2. ALGORITHM DESCRIPTION The proposed algorithm is depicted in Fig. 1. We first process an noisy input sequence with fuzzy logic motion detection using a current and previously processed temporal frame in order to determine the degree of the motion

confidence. The degree of the motion confidence is expressed as a real number between the two extremes: zero (no motion for sure) and one (motion for sure), in a fuzzy logic manner. The determined motion confidence is further used for motion tracking and for video denoising. For tracking we perform motion confidence thresholding where the threshold used is application dependent. By thresholding we determine two states of the motion tracker: motion - no motion, and subsequently use the estimated information for motion tracking of movements and certain objects (in that case motion information is combined with image segmentation) of the noisy video sequence. The assumed noise in corrupted input video is the white Gaussian noise. On the other hand, motion confidence is used to update the parameters (α, β and σ) for temporal recursive filtering and spatio-temporal adaptation of the algorithm to the change of noise levels and illumination changes, in the input corrupted sequence. Specifically, the parameter α is a weighting factor of the recursive temporal filter, which controls the amount of filtering based on the amount of noise present (input noise variance) and based on the motion confidence determined by the fuzzy motion detector. We estimate the standard deviation of the Gaussian noise σ(x, y, t) from the input video sequence [5] only for the first frame (t = 0) and subsequently try to adapt the variance of noise to the input video illumination and noise changes by spatio-temporal adaptation of the standard noise deviation (σ), where parameter β is used to control the amount of updating noise and illumination changes. Next, we perform temporal recursive filtering using the current input noisy frame and the previously temporally filtered frame. Subsequently, the proposed spatial filter is applied to the temporally filtered frame. Since the temporally filtered frames will have non-stationary noise introduced, the proposed spatial filter aims at locally (in space) adapting to the estimated signal variance. As can be seen in Fig.1 the temporal filter and the fuzzy logic motion detector work in a closed loop, that is in a recursive manner where at each step the performance of each module is improved by the one.
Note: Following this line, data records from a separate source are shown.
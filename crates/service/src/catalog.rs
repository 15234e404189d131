//! Admin-side management of the content the public pages show: heroes, services,
//! trainings, trusted companies and testimonials.

use sea_orm::{ColumnTrait, Condition, DatabaseConnection, QueryFilter};
use serde::Deserialize;
use tracing::{info, instrument};

use models::{hero_section, service, testimonial, training, trusted_company};

use crate::errors::ServiceError;
use crate::pagination::{self, Page, PageRequest};
use crate::search::{contains_pattern, icontains};

/// Listing filters; each entity reads the ones it has columns for.
#[derive(Clone, Debug, Default, Deserialize)]
pub struct ContentFilter {
    /// Substring match on the entity's search fields.
    pub q: Option<String>,
    pub is_featured: Option<bool>,
    pub is_active: Option<bool>,
    pub level: Option<training::Level>,
    pub rating: Option<i32>,
}

impl ContentFilter {
    fn search_pattern(&self) -> Option<String> {
        self.q.as_deref().filter(|q| !q.is_empty()).map(contains_pattern)
    }
}

/// Inline edits from a listing row.
#[derive(Clone, Debug, Default, Deserialize)]
pub struct ListingEdit {
    pub is_featured: Option<bool>,
    pub order: Option<i32>,
}

impl ListingEdit {
    fn ensure_not_empty(&self) -> Result<(), ServiceError> {
        if self.is_featured.is_none() && self.order.is_none() {
            return Err(ServiceError::Validation("nothing to update".into()));
        }
        Ok(())
    }
}

fn found<T>(row: Option<T>, entity: &str) -> Result<T, ServiceError> {
    row.ok_or_else(|| ServiceError::not_found(entity))
}

fn deleted(removed: bool, entity: &str) -> Result<(), ServiceError> {
    if removed { Ok(()) } else { Err(ServiceError::not_found(entity)) }
}

// hero sections

pub async fn list_hero_sections(db: &DatabaseConnection, filter: &ContentFilter, req: PageRequest) -> Result<Page<hero_section::Model>, ServiceError> {
    let mut select = hero_section::ordered();
    if let Some(active) = filter.is_active {
        select = select.filter(hero_section::Column::IsActive.eq(active));
    }
    if let Some(p) = filter.search_pattern() {
        select = select.filter(
            Condition::any()
                .add(icontains(hero_section::Column::Title, &p))
                .add(icontains(hero_section::Column::Subtitle, &p)),
        );
    }
    pagination::paginate(db, select, req).await
}

#[instrument(skip(db, input))]
pub async fn create_hero_section(db: &DatabaseConnection, input: hero_section::NewHeroSection) -> Result<hero_section::Model, ServiceError> {
    let created = hero_section::create(db, input).await?;
    info!(hero_id = created.id, event = "hero_section_created", "hero section created");
    Ok(created)
}

pub async fn update_hero_section(db: &DatabaseConnection, id: i32, input: hero_section::NewHeroSection) -> Result<hero_section::Model, ServiceError> {
    found(hero_section::update(db, id, input).await?, "hero section")
}

#[instrument(skip(db))]
pub async fn delete_hero_section(db: &DatabaseConnection, id: i32) -> Result<(), ServiceError> {
    deleted(hero_section::delete(db, id).await?, "hero section")
}

// services

pub async fn list_services(db: &DatabaseConnection, filter: &ContentFilter, req: PageRequest) -> Result<Page<service::Model>, ServiceError> {
    let mut select = service::ordered();
    if let Some(featured) = filter.is_featured {
        select = select.filter(service::Column::IsFeatured.eq(featured));
    }
    if let Some(p) = filter.search_pattern() {
        select = select.filter(
            Condition::any()
                .add(icontains(service::Column::Name, &p))
                .add(icontains(service::Column::ShortDescription, &p)),
        );
    }
    pagination::paginate(db, select, req).await
}

#[instrument(skip(db, input))]
pub async fn create_service(db: &DatabaseConnection, input: service::NewService) -> Result<service::Model, ServiceError> {
    let created = service::create(db, input).await?;
    info!(service_id = created.id, event = "service_created", "service created");
    Ok(created)
}

pub async fn update_service(db: &DatabaseConnection, id: i32, input: service::NewService) -> Result<service::Model, ServiceError> {
    found(service::update(db, id, input).await?, "service")
}

pub async fn edit_service_listing(db: &DatabaseConnection, id: i32, edit: ListingEdit) -> Result<service::Model, ServiceError> {
    edit.ensure_not_empty()?;
    found(service::set_listing(db, id, edit.is_featured, edit.order).await?, "service")
}

#[instrument(skip(db))]
pub async fn delete_service(db: &DatabaseConnection, id: i32) -> Result<(), ServiceError> {
    deleted(service::delete(db, id).await?, "service")
}

// trainings

pub async fn list_trainings(db: &DatabaseConnection, filter: &ContentFilter, req: PageRequest) -> Result<Page<training::Model>, ServiceError> {
    let mut select = training::ordered();
    if let Some(featured) = filter.is_featured {
        select = select.filter(training::Column::IsFeatured.eq(featured));
    }
    if let Some(level) = filter.level {
        select = select.filter(training::Column::Level.eq(level));
    }
    if let Some(p) = filter.search_pattern() {
        select = select.filter(
            Condition::any()
                .add(icontains(training::Column::Name, &p))
                .add(icontains(training::Column::ShortDescription, &p)),
        );
    }
    pagination::paginate(db, select, req).await
}

#[instrument(skip(db, input))]
pub async fn create_training(db: &DatabaseConnection, input: training::NewTraining) -> Result<training::Model, ServiceError> {
    let created = training::create(db, input).await?;
    info!(training_id = created.id, event = "training_created", "training created");
    Ok(created)
}

pub async fn update_training(db: &DatabaseConnection, id: i32, input: training::NewTraining) -> Result<training::Model, ServiceError> {
    found(training::update(db, id, input).await?, "training")
}

pub async fn edit_training_listing(db: &DatabaseConnection, id: i32, edit: ListingEdit) -> Result<training::Model, ServiceError> {
    edit.ensure_not_empty()?;
    found(training::set_listing(db, id, edit.is_featured, edit.order).await?, "training")
}

#[instrument(skip(db))]
pub async fn delete_training(db: &DatabaseConnection, id: i32) -> Result<(), ServiceError> {
    deleted(training::delete(db, id).await?, "training")
}

// trusted companies

pub async fn list_trusted_companies(db: &DatabaseConnection, filter: &ContentFilter, req: PageRequest) -> Result<Page<trusted_company::Model>, ServiceError> {
    let mut select = trusted_company::ordered();
    if let Some(p) = filter.search_pattern() {
        select = select.filter(icontains(trusted_company::Column::Name, &p));
    }
    pagination::paginate(db, select, req).await
}

#[instrument(skip(db, input))]
pub async fn create_trusted_company(db: &DatabaseConnection, input: trusted_company::NewTrustedCompany) -> Result<trusted_company::Model, ServiceError> {
    let created = trusted_company::create(db, input).await?;
    info!(company_id = created.id, event = "trusted_company_created", "trusted company created");
    Ok(created)
}

pub async fn update_trusted_company(db: &DatabaseConnection, id: i32, input: trusted_company::NewTrustedCompany) -> Result<trusted_company::Model, ServiceError> {
    found(trusted_company::update(db, id, input).await?, "trusted company")
}

/// Companies only carry a position; a featured flag is rejected.
pub async fn edit_trusted_company_listing(db: &DatabaseConnection, id: i32, edit: ListingEdit) -> Result<trusted_company::Model, ServiceError> {
    if edit.is_featured.is_some() {
        return Err(ServiceError::Validation("trusted companies have no featured flag".into()));
    }
    let order = edit.order.ok_or_else(|| ServiceError::Validation("nothing to update".into()))?;
    found(trusted_company::set_order(db, id, order).await?, "trusted company")
}

#[instrument(skip(db))]
pub async fn delete_trusted_company(db: &DatabaseConnection, id: i32) -> Result<(), ServiceError> {
    deleted(trusted_company::delete(db, id).await?, "trusted company")
}

// testimonials

pub async fn list_testimonials(db: &DatabaseConnection, filter: &ContentFilter, req: PageRequest) -> Result<Page<testimonial::Model>, ServiceError> {
    let mut select = testimonial::ordered();
    if let Some(featured) = filter.is_featured {
        select = select.filter(testimonial::Column::IsFeatured.eq(featured));
    }
    if let Some(rating) = filter.rating {
        select = select.filter(testimonial::Column::Rating.eq(rating));
    }
    if let Some(p) = filter.search_pattern() {
        select = select.filter(
            Condition::any()
                .add(icontains(testimonial::Column::Name, &p))
                .add(icontains(testimonial::Column::Company, &p))
                .add(icontains(testimonial::Column::Review, &p)),
        );
    }
    pagination::paginate(db, select, req).await
}

#[instrument(skip(db, input))]
pub async fn create_testimonial(db: &DatabaseConnection, input: testimonial::NewTestimonial) -> Result<testimonial::Model, ServiceError> {
    let created = testimonial::create(db, input).await?;
    info!(testimonial_id = created.id, event = "testimonial_created", "testimonial created");
    Ok(created)
}

pub async fn update_testimonial(db: &DatabaseConnection, id: i32, input: testimonial::NewTestimonial) -> Result<testimonial::Model, ServiceError> {
    found(testimonial::update(db, id, input).await?, "testimonial")
}

pub async fn edit_testimonial_listing(db: &DatabaseConnection, id: i32, edit: ListingEdit) -> Result<testimonial::Model, ServiceError> {
    edit.ensure_not_empty()?;
    found(testimonial::set_listing(db, id, edit.is_featured, edit.order).await?, "testimonial")
}

#[instrument(skip(db))]
pub async fn delete_testimonial(db: &DatabaseConnection, id: i32) -> Result<(), ServiceError> {
    deleted(testimonial::delete(db, id).await?, "testimonial")
}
This is achieved through adaptation to a local spatio-temporal noise variance and illumination changes and motion present in the input noisy video, recursively.

3. FUZZY LOGIC RECURSIVE MOTION DETECTOR In a previous work [5] we have introduced a binary motion detector, which can only distinguish between motion and no motion. This motion detector was used to control the performance of the spatio-temporal filter, according to two states only: temporal information included or not. A disadvantage was that in case of higher noise levels, due to motion ambiguities, the filter was introducing motion blurring and artifacts resulting in a reduced denoising performance. Recently, in [6] a recursive scheme for motion detection was proposed for motion tracking in the presence of low-noise levels, where only information from the current and from the previously processed (temporally accumulated) frame was used to detect motion aiming at reducing memory requirements. However, still in the same approach the proposed motion detector was binary, and consequently was not well suited for motion detection in presence of higher noise levels and usage for video denoising. In this paper we propose a fuzzy logic recursive motion detector for both video denoising and tracking. Instead of determining motion by binary logic, that is motion - no motion, we determine the degree of motion confidence which is expressed as a real number between zero (no motion for sure) and one (motion for sure). We use a membership function to determine the membership degree for the absolute difference between the pixel value at the same spatial positions in two consecutive frames. Additionally, we do not only consider the current pixel position but spatial neighbors in a 2D-window (3 × 3) as well. Finally we combine the membership degree appropriately using the proposed fuzzy rules in order to get the resulting fuzzy logic motion detection output. In order to get a binary output for tracking, we impose simple thresholding on the fuzzy logic motion detection output.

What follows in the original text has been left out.